Our study has a number of strengths. First, the single-group design produces the most robust links.32 Administering all instruments to all respondents also allowed us to measure directly the accuracy of the linkages by examining differences between actual scores and those predicted by the linking. Second, the correlations of our linked instruments were quite large, exceeding the thresholds recommended by linking experts in the field of high-stakes testing.28 Finally, our calibrations were not determined by the current sample, but were anchored on PROMIS calibrations derived from the larger standardization sample8 and centered on the 2000 US census.11

The cross-walk tables have several practical uses. For example, current users of legacy measures contemplating a switch to PROMIS PF will be able to “retrofit” their historical patient data by assigning PROMIS PF scores using the cross-walks we provided. This is especially powerful at the aggregate level (e.g., groups of patients), as the error associated with these linkages becomes very small as the sample size exceeds 75 (see Appendix D). Secondly, our results allow clinical investigators to compare results across treatment trials in which different instruments were used. That is, using the IRT-based cross-walk tables, investigators can convert summary mean scores reported in the literature from one metric to another.
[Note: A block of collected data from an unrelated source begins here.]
/// Options for `cwlens logs`.
#[derive(Args, Debug, Clone)]
pub struct LogsArgs {
    /// Lambda function whose default log group to read.
    #[arg(long, short = 'f')]
    pub function: Option<String>,

    /// Log group to read; takes precedence over --function.
    #[arg(long, short = 'g')]
    pub log_group: Option<String>,

    /// AWS region; otherwise from config, the environment, or us-east-1.
    #[arg(long, short = 'r')]
    pub region: Option<String>,

    /// Number of most recently active streams to read.
    #[arg(long, short = 'l', default_value_t = 10)]
    pub limit: usize,

    /// Merge events from all streams by time instead of grouping by stream.
    #[arg(long, short = 'm')]
    pub merge: bool,

    /// Print one JSON object per event.
    #[arg(long, short = 'j')]
    pub json: bool,

    /// Skip streams with no events within this period, like "2h" or "1 day".
    #[arg(long, short = 's')]
    pub since: Option<String>,
}

/// Resolve the log group for `logs`, from an explicit group or a function name.
pub fn log_group_for(log_group: Option<&str>, function: Option<&str>) -> Result<String> {
    match (log_group, function) {
        (Some(log_group), _) => Ok(log_group.to_owned()),
        (None, Some(function)) => Ok(default_lambda_log_group(function)),
        (None, None) => Err(Error::Argument(
            "Provide --function <name> or --log-group <group>".to_owned(),
        )),
    }
}

fn parse_since(since: Option<&str>) -> Result<Option<Duration>> {
    since
        .map(|since| {
            humantime::parse_duration(since).map_err(|err| {
                Error::Argument(format!("Failed to parse duration {since:?}: {err}"))
            })
        })
        .transpose()
}

fn banner() -> String {
    let border = Style::new().cyan();
    let rule = "═".repeat(BANNER_WIDTH);
    let line = |text: String| {
        format!(
            "{side}{text}{side}\n",
            side = border.apply_to("║"),
        )
    };
    let blank = " ".repeat(BANNER_WIDTH);
    let mut out = format!("\n{}\n", border.apply_to(format!("╔{rule}╗")));
    out += &line(blank.clone());
    out += &line(
        style(format!("{:^width$}", "CloudWatch Lens", width = BANNER_WIDTH))
            .yellow()
            .to_string(),
    );
    out += &line(
        style(format!("{:^width$}", "AWS logs, simplified", width = BANNER_WIDTH))
            .dim()
            .to_string(),
    );
    out += &line(blank);
    out += &format!("{}\n", border.apply_to(format!("╚{rule}╝")));
    out
}

/// Run the interactive browser against AWS.
pub async fn browse(args: &BrowseArgs, config: &Config) -> Result<()> {
    let prompt = Terminal::default();
    let mut stdout = io::stdout();
    writeln!(stdout, "{}", banner())?;

    let preselect_region = args.region.as_deref().or(config.region.as_deref());
    let region = choose(
        &prompt,
        "Select AWS region",
        &region_choices(),
        preselect_region,
    )?;
    if let Some(known) = find_region(region) {
        writeln!(stdout, "{}", style(format!("Region: {} ({})", known.code, known.name)).dim())?;
    }

    let resolver = CredentialResolver::new(config.credentials_file.as_deref())?;
    let credentials = match resolver.resolve_or_prompt(&prompt)? {
        Some((credentials, source)) => {
            writeln!(stdout, "{}", style(format!("Using credentials from {source}")).dim())?;
            Some(credentials)
        }
        None => {
            let profile = resolver.profile().unwrap_or_default();
            writeln!(stdout, "{}", style(format!("Using AWS profile {profile}")).dim())?;
            None
        }
    };

    let cloud = AwsCloud::connect(Some(region), credentials).await?;
    let account_id = cloud.account_id().await?;
    writeln!(
        stdout,
        "{}",
        style(format!("Connected to account {account_id} in {}", cloud.region())).dim()
    )?;

    let service = match args.service {
        Some(service) => service,
        None => choose(&prompt, "Select a service", &service_choices(), None)?,
    };
    info!(%service, "Browsing");

    let renderer = Renderer::new(false, config.time_zone()?);
    let mut screen = Screen {
        logs: &cloud,
        functions: &cloud,
        queues: &cloud,
        prompt: &prompt,
        renderer,
        stream_limit: config.stream_limit_or_default(),
        now: Timestamp::now(),
        out: &mut stdout,
    };
    screen.show_service(service, args).await
}

/// Run `cwlens logs`: print recent events from a log group without prompting.
pub async fn logs(args: &LogsArgs, config: &Config) -> Result<()> {
    let log_group = log_group_for(args.log_group.as_deref(), args.function.as_deref())?;
    let since = parse_since(args.since.as_deref())?;
    let region = args.region.as_deref().or(config.region.as_deref());

    // With no static credentials, the SDK's own chain can still find profiles or roles.
    let credentials = CredentialResolver::new(config.credentials_file.as_deref())?
        .resolve()?
        .map(|(credentials, source)| {
            debug!(%source, "Found credentials");
            credentials
        });
    let cloud = AwsCloud::connect(region, credentials).await?;

    eprintln!("Region: {}", cloud.region());
    eprintln!("Log group: {log_group}");
    eprintln!("Fetching {} latest log stream(s)...", args.limit);

    let request = LogsRequest {
        log_group,
        limit: args.limit,
        merge: args.merge,
        since,
    };
    let renderer = Renderer::new(args.json, config.time_zone()?);
    print_recent_logs(
        &cloud,
        &request,
        &renderer,
        Timestamp::now(),
        &mut io::stdout().lock(),
    )
    .await
}
//! Typed surface over the remote solving service. The trait is the seam
//! the engine and the tests share; [`XmlRpcNeos`] is the production
//! implementation, decoding each wire shape at this boundary so nothing
//! above it ever sees a raw response.

use async_trait::async_trait;
use serde::Serialize;

use crate::config::ServiceConfig;
use crate::error::TransportError;
use crate::job::{CompletionCode, JobHandle, JobStatus};
use crate::transport::Transport;
use crate::xmlrpc::Value;

/// One row of the service's solver catalog.
#[derive(Debug, Clone, PartialEq, Eq, Serialize)]
pub struct SolverEntry {
    pub category: String,
    pub solver: String,
    pub input_method: String,
}

impl SolverEntry {
    /// Parse the catalog's `category:solver:inputMethod` wire form.
    pub fn from_wire(s: &str) -> Option<Self> {
        let mut parts = s.splitn(3, ':');
        let category = parts.next()?.trim();
        let solver = parts.next()?.trim();
        let input_method = parts.next()?.trim();
        if category.is_empty() || solver.is_empty() || input_method.is_empty() {
            return None;
        }
        Some(Self {
            category: category.to_string(),
            solver: solver.to_string(),
            input_method: input_method.to_string(),
        })
    }
}

#[cfg_attr(test, mockall::automock)]
#[async_trait]
pub trait NeosService: Send + Sync {
    /// Anonymous submission. Returns the raw `(jobNumber, password)`
    /// acknowledgement; job number 0 means the document was rejected and
    /// the password slot carries the reason.
    async fn submit_job(&self, document: &str) -> Result<(i32, String), TransportError>;

    /// Submission attributed to a service account.
    async fn authenticated_submit_job(
        &self,
        document: &str,
        username: &str,
        secret: &str,
    ) -> Result<(i32, String), TransportError>;

    async fn job_status(&self, handle: &JobHandle) -> Result<JobStatus, TransportError>;

    /// Output bytes from `offset` onward plus the new end offset.
    async fn intermediate_results(
        &self,
        handle: &JobHandle,
        offset: usize,
    ) -> Result<(Vec<u8>, usize), TransportError>;

    /// The authoritative final output body.
    async fn final_results(&self, handle: &JobHandle) -> Result<Vec<u8>, TransportError>;

    async fn completion_code(&self, handle: &JobHandle) -> Result<CompletionCode, TransportError>;

    /// Best-effort kill; the returned string is the service's remark.
    async fn kill_job(
        &self,
        handle: &JobHandle,
        message: &str,
    ) -> Result<String, TransportError>;

    /// The full solver catalog, unfiltered.
    async fn list_solver_entries(&self) -> Result<Vec<SolverEntry>, TransportError>;

    /// Cheap liveness check.
    async fn ping(&self) -> Result<String, TransportError>;
}

/// The production service client, speaking XML-RPC through [`Transport`].
pub struct XmlRpcNeos {
    transport: Transport,
}

impl XmlRpcNeos {
    pub fn new(config: &ServiceConfig) -> Result<Self, TransportError> {
        Ok(Self {
            transport: Transport::new(config)?,
        })
    }

    pub fn endpoint(&self) -> &str {
        self.transport.endpoint()
    }

    fn handle_params(handle: &JobHandle) -> [Value; 2] {
        [
            Value::Int(handle.number),
            Value::String(handle.password.clone()),
        ]
    }
}

#[async_trait]
impl NeosService for XmlRpcNeos {
    async fn submit_job(&self, document: &str) -> Result<(i32, String), TransportError> {
        let response = self
            .transport
            .call("submitJob", &[Value::String(document.to_string())])
            .await?;
        decode_submit_ack(&response)
    }

    async fn authenticated_submit_job(
        &self,
        document: &str,
        username: &str,
        secret: &str,
    ) -> Result<(i32, String), TransportError> {
        let response = self
            .transport
            .call(
                "authenticatedSubmitJob",
                &[
                    Value::String(document.to_string()),
                    Value::String(username.to_string()),
                    Value::String(secret.to_string()),
                ],
            )
            .await?;
        decode_submit_ack(&response)
    }

    async fn job_status(&self, handle: &JobHandle) -> Result<JobStatus, TransportError> {
        let response = self
            .transport
            .call("getJobStatus", &Self::handle_params(handle))
            .await?;
        decode_status(&response)
    }

    async fn intermediate_results(
        &self,
        handle: &JobHandle,
        offset: usize,
    ) -> Result<(Vec<u8>, usize), TransportError> {
        // Wire offsets are plain ints.
        let wire_offset = i32::try_from(offset).unwrap_or(i32::MAX);
        let response = self
            .transport
            .call(
                "getIntermediateResults",
                &[
                    Value::Int(handle.number),
                    Value::String(handle.password.clone()),
                    Value::Int(wire_offset),
                ],
            )
            .await?;
        decode_intermediate(&response)
    }

    async fn final_results(&self, handle: &JobHandle) -> Result<Vec<u8>, TransportError> {
        let response = self
            .transport
            .call("getFinalResults", &Self::handle_params(handle))
            .await?;
        decode_body(&response)
    }

    async fn completion_code(&self, handle: &JobHandle) -> Result<CompletionCode, TransportError> {
        let response = self
            .transport
            .call("getCompletionCode", &Self::handle_params(handle))
            .await?;
        let code = response
            .as_str()
            .ok_or_else(|| malformed("completion code is not a string"))?;
        Ok(CompletionCode::from_wire(code))
    }

    async fn kill_job(
        &self,
        handle: &JobHandle,
        message: &str,
    ) -> Result<String, TransportError> {
        let response = self
            .transport
            .call(
                "killJob",
                &[
                    Value::Int(handle.number),
                    Value::String(handle.password.clone()),
                    Value::String(message.to_string()),
                ],
            )
            .await?;
        Ok(response.as_str().unwrap_or_default().to_string())
    }

    async fn list_solver_entries(&self) -> Result<Vec<SolverEntry>, TransportError> {
        let response = self.transport.call("listAllSolvers", &[]).await?;
        decode_catalog(&response)
    }

    async fn ping(&self) -> Result<String, TransportError> {
        let response = self.transport.call("ping", &[]).await?;
        response
            .as_str()
            .map(str::to_string)
            .ok_or_else(|| malformed("ping response is not a string"))
    }
}

fn decode_submit_ack(value: &Value) -> Result<(i32, String), TransportError> {
    let items = value
        .as_array()
        .ok_or_else(|| malformed("submission acknowledgement is not an array"))?;
    match items {
        [number, password] => {
            let number = number
                .as_i32()
                .ok_or_else(|| malformed("job number is not an integer"))?;
            let password = password
                .as_str()
                .ok_or_else(|| malformed("job password is not a string"))?;
            Ok((number, password.to_string()))
        }
        _ => Err(malformed(format!(
            "submission acknowledgement has {} elements, expected 2",
            items.len()
        ))),
    }
}

fn decode_status(value: &Value) -> Result<JobStatus, TransportError> {
    let status = value
        .as_str()
        .ok_or_else(|| malformed("job status is not a string"))?;
    JobStatus::from_wire(status)
        .ok_or_else(|| malformed(format!("unrecognized job status {:?}", status)))
}

fn decode_intermediate(value: &Value) -> Result<(Vec<u8>, usize), TransportError> {
    let items = value
        .as_array()
        .ok_or_else(|| malformed("intermediate results are not an array"))?;
    match items {
        [body, offset] => {
            let bytes = decode_body(body)?;
            let offset = offset
                .as_i32()
                .ok_or_else(|| malformed("output offset is not an integer"))?;
            let offset = usize::try_from(offset)
                .map_err(|_| malformed(format!("negative output offset {}", offset)))?;
            Ok((bytes, offset))
        }
        _ => Err(malformed(format!(
            "intermediate results have {} elements, expected 2",
            items.len()
        ))),
    }
}

/// Output bodies arrive base64-encoded; some deployments fall back to a
/// plain string for short text.
fn decode_body(value: &Value) -> Result<Vec<u8>, TransportError> {
    match value {
        Value::Base64(bytes) => Ok(bytes.clone()),
        Value::String(s) => Ok(s.clone().into_bytes()),
        _ => Err(malformed("output body is neither base64 nor a string")),
    }
}

fn decode_catalog(value: &Value) -> Result<Vec<SolverEntry>, TransportError> {
    let items = value
        .as_array()
        .ok_or_else(|| malformed("solver catalog is not an array"))?;
    items
        .iter()
        .map(|item| {
            let row = item
                .as_str()
                .ok_or_else(|| malformed("catalog row is not a string"))?;
            SolverEntry::from_wire(row)
                .ok_or_else(|| malformed(format!("unparseable catalog row {:?}", row)))
        })
        .collect()
}

fn malformed(detail: impl Into<String>) -> TransportError {
    TransportError::MalformedResponse(detail.into())
}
These results have particular relevance for investigators conducting clinical trials. Recent draft recommendations from the Federal and Drug Administration (FDA) endorsed the HAQ-DI for use in drug trails of rheumatoid arthritis (RA)12. Nevertheless, recent studies have demonstrated the advantage of a ten-item CAT and 20-item short-form of the PROMIS PF instrument compared to the HAQ-DI in terms of measurement precision and range of coverage8 , 10. These results suggest that the PROMIS PF-20 can be used in place of the HAQ-DI in clinical trials, and still allow for the estimation of HAQ-DI scores for comparison with earlier clinical trials.

Our results also facilitate PRO use in clinical settings. Given the advantages of PROMIS instruments,33 clinicians in medical centers who are already administering the HAQ or SF-36 PF may choose to switch to PROMIS PF. By using Tables 2, 3 and 4, they can compare historical patient data to newly obtained scores on PROMIS. Clinicians already using PROMIS may now connect their patient scores to recommended norms and clinical cutoffs established for the HAQ or SF-3633 35 and can provisionally apply these linked PROMIS cut-offs to inform treatment decisions.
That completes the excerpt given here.